BOSCO'S MOON

By Vittorio Sgarbi

The moon, in Alcamo, is not like elsewhere. Its light is different, it is closer and brighter. One feels as if one can touch it. And someone has. Someone has started to speak about love right from here.

The Sky, first of all, underneath this sun. In this light, with these fragrances, in this heat. But even more so, at night, before the sea, when everything is closer:

“Most fragrant fresh rose, you appear when summer comes,
women long for you, both young and married ones;
pull me away from this fire, if you wish to do so;
I can’t find peace, night or day, because of you,
thinking of you, my lady.”
 

Undoubtedly, these verses must have echoed, time after time, in the heart of Giacinto Bosco, a young sculptor from Alcamo who is, more than others, in love with the moon and close to it.

He develops nearly his entire work around this theme. Two lovers who, in every way and by any means, try and climb to the moon.

And they manage to climb using a rope. But a staircase will also do, it will allow them to reach it directly and comfortably. And, again, a spiral staircase, on which they both move to then grab the crescent moon, and take it with them or sit on it.

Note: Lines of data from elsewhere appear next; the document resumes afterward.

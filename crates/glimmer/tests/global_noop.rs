//! Pre-initialization behavior of the global accessor.
//!
//! `glimmer::init` is deliberately never called in this test binary: every
//! handle must be the inert stand-in.

use glimmer::SpanStatus;

#[test]
fn uninitialized_tracer_hands_out_inert_spans() {
    let tracer = glimmer::tracer();
    assert!(!tracer.is_initialized());
    assert!(tracer.get().is_none());

    let span = tracer.span("search").with_attribute("search.query", "moby dick").start();
    assert_eq!(span.trace_id().to_hex(), "0".repeat(32));
    assert_eq!(span.span_id().to_hex(), "0".repeat(16));

    // The full handle contract holds, as no-ops
    span.set_attribute("search.method", "tfidf");
    span.set_status(SpanStatus::Error);
    span.end();
    span.end();
}

#[tokio::test]
async fn uninitialized_in_span_still_runs_the_future() {
    let tracer = glimmer::tracer();
    let result: Result<u32, std::io::Error> = tracer.in_span("untraced", async { Ok(7) }).await;
    assert_eq!(result.unwrap(), 7);
}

How might it feel sitting on the moon? But it may be suspended on a cone, a shell with a staircase around it.

When conquered, the moon may become a swing, but it is also what a tightrope is to an acrobat. The moon is the lovers’ friend. And the lovers play with it.

The moon is poetry. Leopardi speaks to it and asks, as we can recall:

“What do you do, moon, aloft? Let me know
What, silent moon, you do.
You rise at night, and go;
You contemplate the deserts, then you rest.
Are you ever tired
of never changing scenes?
Do you not loathe returning, are you still
eager for these ravines?
The shepherd’s life is like your life.”

The moon is silent, the moon is the accomplice, the moon is Sabrina’s nose, the moon accompanies the lovers in the solitude of the night.

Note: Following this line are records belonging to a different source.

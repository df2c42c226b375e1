//! End-to-end export tests against a live in-process collector.

use std::sync::{Arc, Mutex};
use std::time::Duration;

use axum::extract::State;
use axum::http::StatusCode;
use axum::routing::post;
use axum::{Json, Router};
use glimmer::{Tracer, TracerConfig};
use serde_json::Value;

type Received = Arc<Mutex<Vec<Value>>>;

/// Spawn an OTLP-shaped collector on an ephemeral port; returns its trace
/// endpoint and the envelopes it has accepted.
async fn spawn_collector() -> (String, Received) {
    let received: Received = Arc::new(Mutex::new(Vec::new()));

    async fn ingest(State(received): State<Received>, Json(body): Json<Value>) -> StatusCode {
        received.lock().unwrap().push(body);
        StatusCode::OK
    }

    let app = Router::new()
        .route("/v1/traces", post(ingest))
        .with_state(received.clone());

    let listener = tokio::net::TcpListener::bind("127.0.0.1:0").await.unwrap();
    let addr = listener.local_addr().unwrap();
    tokio::spawn(async move {
        axum::serve(listener, app).await.unwrap();
    });

    (format!("http://{addr}/v1/traces"), received)
}

async fn wait_for_envelopes(received: &Received, count: usize) -> Vec<Value> {
    for _ in 0..300 {
        {
            let got = received.lock().unwrap();
            if got.len() >= count {
                return got.clone();
            }
        }
        tokio::time::sleep(Duration::from_millis(10)).await;
    }
    panic!("collector did not receive {count} envelope(s) in time");
}

fn tracer_for(endpoint: &str) -> Tracer {
    Tracer::new(
        TracerConfig::new("gutenberg-search-frontend")
            .with_environment("development")
            .with_collector_url(endpoint),
    )
}

fn span_entry(envelope: &Value) -> &Value {
    &envelope["resourceSpans"][0]["scopeSpans"][0]["spans"][0]
}

fn attribute<'a>(entry: &'a Value, key: &str) -> Option<&'a str> {
    entry["attributes"]
        .as_array()
        .unwrap()
        .iter()
        .find(|kv| kv["key"] == key)
        .and_then(|kv| kv["value"]["stringValue"].as_str())
}

#[tokio::test]
async fn search_span_reaches_the_collector() {
    let (endpoint, received) = spawn_collector().await;
    let tracer = tracer_for(&endpoint);

    let span = tracer.span("search").start();
    span.set_attribute("search.query", "moby dick");
    span.end();

    let envelopes = wait_for_envelopes(&received, 1).await;
    assert_eq!(envelopes.len(), 1);

    let entry = span_entry(&envelopes[0]);
    assert_eq!(entry["name"], "search");
    assert_eq!(entry["kind"], "SPAN_KIND_CLIENT");
    assert_eq!(entry["status"]["code"], "STATUS_CODE_OK");
    assert_eq!(attribute(entry, "search.query"), Some("moby dick"));
    assert_eq!(entry["traceId"].as_str().unwrap().len(), 32);
    assert_eq!(entry["spanId"].as_str().unwrap().len(), 16);

    // Timestamps ride as decimal strings and never run backwards
    let start: u64 = entry["startTimeUnixNano"].as_str().unwrap().parse().unwrap();
    let end: u64 = entry["endTimeUnixNano"].as_str().unwrap().parse().unwrap();
    assert!(end >= start);

    let service = envelopes[0]["resourceSpans"][0]["resource"]["attributes"]
        .as_array()
        .unwrap()
        .iter()
        .find(|kv| kv["key"] == "service.name")
        .unwrap();
    assert_eq!(service["value"]["stringValue"], "gutenberg-search-frontend");
}

#[derive(Debug)]
struct BackendDown;

impl std::fmt::Display for BackendDown {
    fn fmt(&self, f: &mut std::fmt::Formatter<'_>) -> std::fmt::Result {
        f.write_str("backend down")
    }
}

impl std::error::Error for BackendDown {}

#[tokio::test]
async fn recorded_exception_exports_as_error() {
    let (endpoint, received) = spawn_collector().await;
    let tracer = tracer_for(&endpoint);

    let span = tracer.span("frontend_search").start();
    span.record_exception(&BackendDown);
    span.end();

    let envelopes = wait_for_envelopes(&received, 1).await;
    let entry = span_entry(&envelopes[0]);
    assert_eq!(entry["status"]["code"], "STATUS_CODE_ERROR");
    assert!(!attribute(entry, "error.name").unwrap().is_empty());
    assert_eq!(attribute(entry, "error.message"), Some("backend down"));
}

#[tokio::test]
async fn double_end_exports_exactly_once() {
    let (endpoint, received) = spawn_collector().await;
    let tracer = tracer_for(&endpoint);

    let span = tracer.span("once").start();
    span.end();
    span.end();

    wait_for_envelopes(&received, 1).await;
    // Let any spurious second export land before counting
    tokio::time::sleep(Duration::from_millis(150)).await;
    assert_eq!(received.lock().unwrap().len(), 1);
    assert_eq!(tracer.stats().export_attempts, 1);
}

#[tokio::test]
async fn overlapping_spans_export_independently() {
    let (endpoint, received) = spawn_collector().await;
    let tracer = tracer_for(&endpoint);

    let outer = tracer.span("user_action").start();
    let inner = tracer.span("http_call").start();
    assert_ne!(outer.span_id(), inner.span_id());
    assert_eq!(tracer.stats().open_spans, 2);

    // Inner closes first; outer must survive it
    inner.end();
    assert_eq!(tracer.stats().open_spans, 1);
    outer.set_attribute("user.action", "search_submit");
    outer.end();

    let envelopes = wait_for_envelopes(&received, 2).await;
    let names: Vec<&str> = envelopes
        .iter()
        .map(|e| span_entry(e)["name"].as_str().unwrap())
        .collect();
    assert!(names.contains(&"user_action"));
    assert!(names.contains(&"http_call"));

    let ids: Vec<&str> = envelopes
        .iter()
        .map(|e| span_entry(e)["spanId"].as_str().unwrap())
        .collect();
    assert_ne!(ids[0], ids[1]);
}

#[tokio::test]
async fn unreachable_collector_is_invisible_to_the_caller() {
    // Nothing listens here; delivery fails after the span is already closed
    let tracer = tracer_for("http://127.0.0.1:9/v1/traces");

    let span = tracer.span("lonely").start();
    span.end();

    tokio::time::sleep(Duration::from_millis(100)).await;
    assert_eq!(tracer.stats().export_attempts, 1);
    assert_eq!(tracer.stats().open_spans, 0);
}

#[tokio::test]
async fn rejecting_collector_is_invisible_to_the_caller() {
    let received: Received = Arc::new(Mutex::new(Vec::new()));

    async fn reject(State(received): State<Received>, Json(body): Json<Value>) -> StatusCode {
        received.lock().unwrap().push(body);
        StatusCode::INTERNAL_SERVER_ERROR
    }

    let app = Router::new()
        .route("/v1/traces", post(reject))
        .with_state(received.clone());
    let listener = tokio::net::TcpListener::bind("127.0.0.1:0").await.unwrap();
    let addr = listener.local_addr().unwrap();
    tokio::spawn(async move {
        axum::serve(listener, app).await.unwrap();
    });

    let tracer = tracer_for(&format!("http://{addr}/v1/traces"));
    let span = tracer.span("rejected").start();
    span.end();

    // The envelope arrives, gets a 500, and nothing retries or escalates
    wait_for_envelopes(&received, 1).await;
    tokio::time::sleep(Duration::from_millis(100)).await;
    assert_eq!(received.lock().unwrap().len(), 1);
    assert_eq!(tracer.stats().export_attempts, 1);
}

And Bosco does not narrate all this, he translates it into images; the lovers are naked and slender.

They chase each other when they are far away and they embrace when they finally reach the moon, which is the destination of their thoughts and wishes. Bosco is a simple soul, an essential sculptor.

He is romantic, he brings Folon’s thoughts on the Sicilian sea. He makes Giacometti kind.  To him, sculpture is a love declaration, the expression of the kindness of the heart. Some sort of romance.

The man’s skin is darker, the woman’s skin is lighter. The lovers look for each other, they hold hands, they embrace, they caress, they help each other to grab the moon, they kiss.

Bosco’s touch is light, the surface is rough, like that of a lizard taken from inside a dried prickly pear, easy to find in Alcamo.

His inspiration is lyrical, as it was for Attilio Torresini, Francesco Messina, Silvestre Cuffaro, Aurelio De Felice, Luigi Broggini. Bosco sculpts with delicacy, with discretion. He moulds the material with the precision of a chaser.

Sicily felt the need for a “nuraghe” sculptor, an Etruscan sculptor. The Greeks thought of using small bronze statues as votive objects or in the cult of the dead.

That is where Bosco starts, as if to the idea, to absolute love, to moon contemplation, nothing has been added in the last two thousand and five hundred years.

The thoughts of the artists of Magna Graecia, not so far from Alcamo, in Selinunte, in Segesta, go through Bosco’s mind with unvarying spirit, and time stands still, with unchanged poetry, like in Sappho’s verses, like in Alcaeus’s verses.

The Greek poets’ Moon, and Ciullo’s Moon, and Leopardi’s Moon… that is Bosco’s Moon.